Wednesday, September 29, 2010

LA 243

This time a year ago I remember exactly where I was. I remember how stressful a bad living situation is. I remember having meetings with our resident director and leaving feeling so incredibly discouraged. I remember contemplating packing up my car and moving back home because of the living situation I was in. After all the anger, frustration, and talking myself into sticking it out, I was finally moved into a new apartment.

I was so nervous to bring over my first load of belongings. Nobody wants an unknown 5th person in their apartment and I didn’t know if that was going to be evident in how they were going to treat me. I wanted the transition to be as painless as possible for them and for myself. As I walked in I was given a huge welcome from all the girls and remember what a huge relief that was. I knew this was going to work. I remember unpacking and how my new roommate, Jessica gave me the “low down” of the girls and the apartment. The girls were more welcoming than I could have ever imagined. They reorganized things to give me space, they let my life blend in with theirs, and most importantly they saw me as one of them.

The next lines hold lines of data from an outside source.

use async_trait::async_trait;
use shared::{
    domain::{UserInfo, ZodiacSign},
    protocol::HoroscopePrediction,
};

pub mod config;
pub mod error;
pub mod fanout;
pub mod gemini;
pub mod image;
pub mod prompts;

pub use error::GenerationError;
pub use fanout::{
    cancel_pair, run_analysis, AnalysisError, CallKind, CallPolicy, CancelHandle, CancelSignal,
    FanoutPolicy,
};
pub use gemini::GeminiClient;
pub use image::{decode_data_url, ZodiacImage};

/// The three request shapes of the external content-generation service.
#[async_trait]
pub trait ContentGenerator: Send + Sync {
    async fn horoscope(
        &self,
        user: &UserInfo,
        sign: ZodiacSign,
    ) -> Result<HoroscopePrediction, GenerationError>;

    async fn natal_analysis(
        &self,
        user: &UserInfo,
        sign: ZodiacSign,
    ) -> Result<String, GenerationError>;

    /// `Ok(None)` when the response carried no inline image.
    async fn zodiac_image(&self, sign: ZodiacSign) -> Result<Option<ZodiacImage>, GenerationError>;
}
//! Prompt templates for the three generation calls.

use shared::domain::{Language, UserInfo, ZodiacSign};

pub fn horoscope_prompt(user: &UserInfo, sign: ZodiacSign, language: Language) -> String {
    let birth_date = user.birth_date_label();
    let sign_name = sign.name(language);
    match language {
        Language::English => format!(
            "I am {name}, born on {birth_date}. My sign is {sign_name}.\n\
             Please generate a detailed astrological forecast for me for today covering:\n\
             1. A general daily forecast.\n\
             2. Love and relationships.\n\
             3. Work and money.\n\
             4. Health.\n\
             5. A special piece of astrological advice.\n\
             Keep the tone mysterious, entertaining and professional.",
            name = user.name,
        ),
        Language::Arabic => format!(
            "أنا {name}، ولدت في {birth_date}. برجي هو {sign_name}.\n\
             من فضلك قم بتوليد توقعات فلكية مفصلة لي لهذا اليوم تشمل:\n\
             1. توقع يومي عام.\n\
             2. توقعات الحب والعلاقات.\n\
             3. توقعات العمل والمال.\n\
             4. توقعات الصحة.\n\
             5. نصيحة فلكية خاصة.\n\
             اجعل الأسلوب غامضاً وممتعاً واحترافياً.",
            name = user.name,
        ),
    }
}

pub fn natal_prompt(user: &UserInfo, sign: ZodiacSign, language: Language) -> String {
    let birth_date = user.birth_date_label();
    let birth_time = user
        .birth_time_label()
        .unwrap_or_else(|| language.unknown_placeholder().to_string());
    let birth_location = user
        .birth_location
        .as_deref()
        .unwrap_or(language.unknown_placeholder());
    let sign_name = sign.name(language);
    match language {
        Language::English => format!(
            "Personal natal chart analysis for {name}, born on {birth_date} at {birth_time} in {birth_location}.\n\
             The sun sign is {sign_name}.\n\
             Explain how the sun, the moon and the astrological houses shape their personality, career path and relationships.",
            name = user.name,
        ),
        Language::Arabic => format!(
            "تحليل الخريطة الفلكية الشخصية لـ {name} المولود في {birth_date} الساعة {birth_time} في {birth_location}.\n\
             البرج الشمسي هو {sign_name}.\n\
             اشرح تأثير الشمس والقمر والمنازل الفلكية على شخصيته ومساره المهني وعلاقاته.",
            name = user.name,
        ),
    }
}

/// Image prompts stay in English regardless of the UI language.
pub fn image_prompt(sign: ZodiacSign) -> String {
    format!(
        "A mystical and artistic cinematic portrait of the zodiac sign {sign}. \
         High fantasy style, cosmic background with nebulae and stars, ethereal lighting, \
         intricate details, glowing astrological symbols. The image should feel sacred and powerful."
    )
}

I seriously could not have asked for better roommates. They were exactly what I needed. They saw the good, the bad, and the ugly about me. They were there when I was excited about life, when I was sick and puking my guts out, when I needed comfort, and when I wanted to break down and cry. Together we went through some amazing times but also through some very trying times. I do not consider these lovely ladies to just be my former roommates, they are also my family and some of my best friends. I know if I ever need something or someone to talk to, that they are there. They won’t just give me a sugar coated answer; they will give me the hard truth that I need to hear. The qualities they possess are rare to find in people. They are some of the most incredible and solid people I know. So Jessica, Tiffany, Desiree, Kristi, and Bradyn too, thank you for welcoming me into your lives with open arms and for becoming some of the best friends I have. You ladies are wonderful and I’m so thankful to be a part of your lives. I love you all.

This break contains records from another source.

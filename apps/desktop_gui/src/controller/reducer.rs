//! Submission workflow state owned by the UI thread.

use std::fmt;

use shared::{
    domain::{UserInfo, ZodiacSign},
    protocol::{split_paragraphs, AnalysisReport, HoroscopePrediction},
};

/// Identifies one submission. Allocated monotonically and never reused, even across resets.
#[derive(Debug, Clone, Copy, PartialEq, Eq, Hash, PartialOrd, Ord)]
pub struct SessionId(pub u64);

impl fmt::Display for SessionId {
    fn fmt(&self, f: &mut fmt::Formatter<'_>) -> fmt::Result {
        write!(f, "#{}", self.0)
    }
}

#[derive(Debug, Clone, Copy, PartialEq, Eq)]
pub enum Phase {
    Idle,
    Loading,
    Success,
    Failed,
}

/// What the orchestrator needs to dispatch a freshly submitted reading.
#[derive(Debug, Clone, PartialEq, Eq)]
pub struct Submission {
    pub session: SessionId,
    pub user: UserInfo,
    pub sign: ZodiacSign,
}

#[derive(Debug, Default)]
pub struct SessionState {
    last_session: u64,
    current: Option<SessionId>,
    user: Option<UserInfo>,
    sign: Option<ZodiacSign>,
    prediction: Option<HoroscopePrediction>,
    natal_analysis: Option<String>,
    zodiac_image: Option<String>,
    loading: bool,
    error: Option<String>,
}

impl SessionState {
    pub fn phase(&self) -> Phase {
        if self.loading {
            Phase::Loading
        } else if self.error.is_some() {
            Phase::Failed
        } else if self.prediction.is_some() {
            Phase::Success
        } else {
            Phase::Idle
        }
    }

    /// Starts a new cycle. Any earlier session becomes stale.
    pub fn submit(&mut self, user: UserInfo) -> Submission {
        self.last_session += 1;
        let session = SessionId(self.last_session);
        let sign = ZodiacSign::from_birth_date(user.birth_date);

        self.current = Some(session);
        self.user = Some(user.clone());
        self.sign = Some(sign);
        self.prediction = None;
        self.natal_analysis = None;
        self.zodiac_image = None;
        self.error = None;
        self.loading = true;

        Submission {
            session,
            user,
            sign,
        }
    }

    /// Applies a finished fan-out. Returns `false` when the event was stale.
    pub fn complete(&mut self, session: SessionId, report: AnalysisReport) -> bool {
        if !self.is_in_flight(session) {
            tracing::debug!(%session, "ignoring stale completion");
            return false;
        }
        self.prediction = Some(report.prediction);
        self.natal_analysis = Some(report.natal_analysis);
        self.zodiac_image = report.zodiac_image;
        self.error = None;
        self.loading = false;
        true
    }

    /// Applies a failed fan-out. Returns `false` when the event was stale.
    pub fn fail(&mut self, session: SessionId, message: impl Into<String>) -> bool {
        if !self.is_in_flight(session) {
            tracing::debug!(%session, "ignoring stale failure");
            return false;
        }
        self.prediction = None;
        self.natal_analysis = None;
        self.zodiac_image = None;
        self.error = Some(message.into());
        self.loading = false;
        true
    }

    /// Clears every view field. Returns the session that was still in flight, if any.
    pub fn reset(&mut self) -> Option<SessionId> {
        let in_flight = self.current.filter(|_| self.loading);
        *self = Self {
            last_session: self.last_session,
            ..Self::default()
        };
        in_flight
    }

    fn is_in_flight(&self, session: SessionId) -> bool {
        self.loading && self.current == Some(session)
    }

    pub fn current_session(&self) -> Option<SessionId> {
        self.current
    }

    pub fn is_loading(&self) -> bool {
        self.loading
    }

    pub fn user(&self) -> Option<&UserInfo> {
        self.user.as_ref()
    }

    pub fn sign(&self) -> Option<ZodiacSign> {
        self.sign
    }

    pub fn prediction(&self) -> Option<&HoroscopePrediction> {
        self.prediction.as_ref()
    }

    pub fn natal_analysis(&self) -> Option<&str> {
        self.natal_analysis.as_deref()
    }

    pub fn zodiac_image(&self) -> Option<&str> {
        self.zodiac_image.as_deref()
    }

    pub fn error(&self) -> Option<&str> {
        self.error.as_deref()
    }

    /// Natal analysis split into non-blank paragraphs.
    pub fn natal_paragraphs(&self) -> Vec<&str> {
        self.natal_analysis
            .as_deref()
            .map(split_paragraphs)
            .unwrap_or_default()
    }
}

Wednesday, September 22, 2010

A Little Nervy...

Tomorrow is possibly the biggest interview of my life. This is the final process to see if I will be in the nursing program at CBU. It decides not only the next semester and few years of my life, but also my future. I didn’t start to get nervous about it until sometime yesterday. Then I realized what a big deal it is and how much it really will affect my life. BAM! PRESSURE. I got nervous about the silly things like what outfit I would wear and if my mouth would get too dry to talk. Then I got nervous about the real stuff too. Will the things I want them to know about come across clearly in what I say, or will they be lost in my nervousness? Will I be the kind of nursing student they are looking for?

Good thing it won't be this bad ;)



Working with a New Look

Dear Blog,

I'm glad you're working correctly again. I'm glad your page loads correctly now. I'm diggin' the new look with the pic from one of my very favorite places! I'm excited to see what's in store for us!